A New Chapter for a Daredevil
Brandon “Bam” Margera, the iconic Jackass star, is navigating a transformative period in his life. At 46, the former daredevil is finding stability after years of well-documented struggles with addiction, high-profile feuds, and legal turmoil. While his appearance in the latest franchise installment, Jackass: Best and Last, is limited to archival footage, Margera is focused on his own future rather than looking back at the fractured relationships with former collaborators like Johnny Knoxville and Jeff Tremaine.
Margera’s journey has been anything but linear. Following his departure from Jackass Forever, he endured a harrowing period involving a controversial conservatorship and a cycle of rehabilitation centers that he describes as the “Florida shuffle.” These experiences, which he has compared to the public scrutiny faced by Britney Spears, pushed him to a breaking point in December 2022, when he suffered a series of seizures and was placed on life support due to pneumonia and Covid.
The Road to Recovery
The turning point for Margera came through a combination of personal resolve and a newfound support system. He credits his current sobriety to his marriage to Dannii Marie, whom he met in 2023. Margera describes his wife as a stabilizing force, noting that her encouragement and her background as a stretch coach have been instrumental in his physical and mental recovery. “Skateboarding is my therapy, my sanity, my medication,” Margera says. “The weight loss has happened, the muscle memory is back, and I’m actually learning and inventing new tricks at the age of 46.”
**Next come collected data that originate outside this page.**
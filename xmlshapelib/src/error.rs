//! Error types for xmlshapelib

use std::path::PathBuf;
use thiserror::Error;

/// Errors that can occur while scanning an XML corpus
#[derive(Error, Debug)]
pub enum XmlShapeError {
    /// Failed to read a file
    #[error("failed to read file '{path}': {source}")]
    FileRead {
        path: PathBuf,
        source: std::io::Error,
    },

    /// File contents are not UTF-8 (e.g. an ISO-8859-1 record)
    #[error("unsupported encoding in '{path}': {message}")]
    Encoding { path: PathBuf, message: String },

    /// A `.xml` file is not well-formed XML
    #[error("failed to parse '{path}': {message}")]
    Parse { path: PathBuf, message: String },

    /// Invalid glob pattern
    #[error("invalid glob pattern '{pattern}': {message}")]
    InvalidGlob { pattern: String, message: String },

    /// Invalid value-collapsing pattern
    #[error("invalid collapse pattern '{pattern}': {message}")]
    InvalidPattern { pattern: String, message: String },

    /// Path does not exist
    #[error("path does not exist: {0}")]
    PathNotFound(PathBuf),

    /// IO error
    #[error("IO error: {0}")]
    Io(#[from] std::io::Error),
}

impl XmlShapeError {
    /// Whether this error only affects a single document.
    ///
    /// Per-document errors are recorded and skipped during a scan; every
    /// other error aborts it.
    pub fn is_per_document(&self) -> bool {
        matches!(
            self,
            XmlShapeError::FileRead { .. }
                | XmlShapeError::Encoding { .. }
                | XmlShapeError::Parse { .. }
        )
    }
}
//! Corpus loading: turn discovered files into documents ready to scan.
//!
//! Files are read lazily, one at a time, as the corpus is iterated. A file
//! that cannot be read still yields a [`SourceDocument`], carrying the error,
//! so the scan can record it and move on.

use std::fs;
use std::path::{Path, PathBuf};

use crate::error::XmlShapeError;
use crate::Result;

/// One document of the corpus, not yet parsed.
#[derive(Debug)]
pub struct SourceDocument {
    /// Document identifier (file name without extension)
    pub id: String,
    /// Where the document came from
    pub path: PathBuf,
    /// Raw XML text, or the error hit while reading it
    pub content: Result<String>,
}

impl SourceDocument {
    /// Build a document from in-memory text.
    pub fn from_text(id: impl Into<String>, text: impl Into<String>) -> Self {
        let id = id.into();
        Self {
            path: PathBuf::from(format!("{}.xml", id)),
            id,
            content: Ok(text.into()),
        }
    }

    /// Read a document from disk.
    ///
    /// Only UTF-8 input is supported. A file in another encoding (whatever
    /// its XML declaration says) carries an [`XmlShapeError::Encoding`] and
    /// is skipped by the scan, unless its bytes happen to be plain ASCII.
    pub fn read(path: impl AsRef<Path>) -> Self {
        let path = path.as_ref();
        let content = fs::read(path)
            .map_err(|source| XmlShapeError::FileRead {
                path: path.to_path_buf(),
                source,
            })
            .and_then(|bytes| {
                String::from_utf8(bytes).map_err(|e| XmlShapeError::Encoding {
                    path: path.to_path_buf(),
                    message: e.utf8_error().to_string(),
                })
            });
        Self {
            id: document_id(path),
            path: path.to_path_buf(),
            content,
        }
    }
}

/// Derive a document identifier from a file path: the base name without
/// its extension.
pub fn document_id(path: &Path) -> String {
    path.file_stem()
        .map(|s| s.to_string_lossy().to_string())
        .unwrap_or_else(|| path.to_string_lossy().to_string())
}

/// Lazy sequence of documents read from a list of files.
#[derive(Debug, Clone)]
pub struct Corpus {
    files: std::vec::IntoIter<PathBuf>,
}

impl Corpus {
    /// Create a corpus over the given files, in the given order.
    pub fn new(files: Vec<PathBuf>) -> Self {
        Self {
            files: files.into_iter(),
        }
    }
}

impl Iterator for Corpus {
    type Item = SourceDocument;

    fn next(&mut self) -> Option<Self::Item> {
        self.files.next().map(SourceDocument::read)
    }

    fn size_hint(&self) -> (usize, Option<usize>) {
        self.files.size_hint()
    }
}
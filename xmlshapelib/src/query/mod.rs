//! Query processing: filter and sort path statistics.
//!
//! This module handles the third stage of the pipeline - transforming a raw
//! scan result into a query-ready format. It provides:
//!
//! - **Options**: Scan and query configuration (`AttributeKeys`, `PathKinds`, `Ordering`)
//! - **QuerySet**: Processed data ready for presentation
//!
//! ## Example
//!
//! ```rust,ignore
//! use xmlshapelib::query::{Ordering, PathKinds, PathQuerySet};
//!
//! let queryset = PathQuerySet::from_result(
//!     &result,
//!     PathKinds::attributes_only(),
//!     1,
//!     Ordering::by_occurrences(),
//! );
//! ```

pub mod options;
pub mod queryset;

pub use options::{
    AttributeEntryPolicy, AttributeKeys, OrderBy, OrderDirection, Ordering, PathKinds,
};
pub use queryset::{PathQuerySet, QueryItem};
Beyond his personal life, Margera is reclaiming his identity as a professional skateboarder. He is currently filming a documentary series for Red Bull’s Skate Tales, showcasing his return to elite-level skating. This return to the board serves as both a professional milestone and a personal reclamation of the passion that first launched his career in the late 1990s with the CKY crew.
Reflecting on the Legacy
Looking back at his meteoric rise, Margera acknowledges the impact he had on the landscape of modern media. Long before the ubiquity of TikTok and YouTube, his grainy VHS tapes and anarchic stunts set the blueprint for what would become the “content creator” era. While he admits that the fame and excess of his “imperial era” eventually unmoored him, he remains proud of the influence he had on a generation of fans.
Today, Margera is focused on maintaining his health and avoiding the triggers that once led him to the brink. By replacing the chaos of his past with the discipline of skating, he is proving that it is possible to move forward from a dark chapter. “All I want to do now is skateboard,” he says, signaling a quiet, determined focus on the future.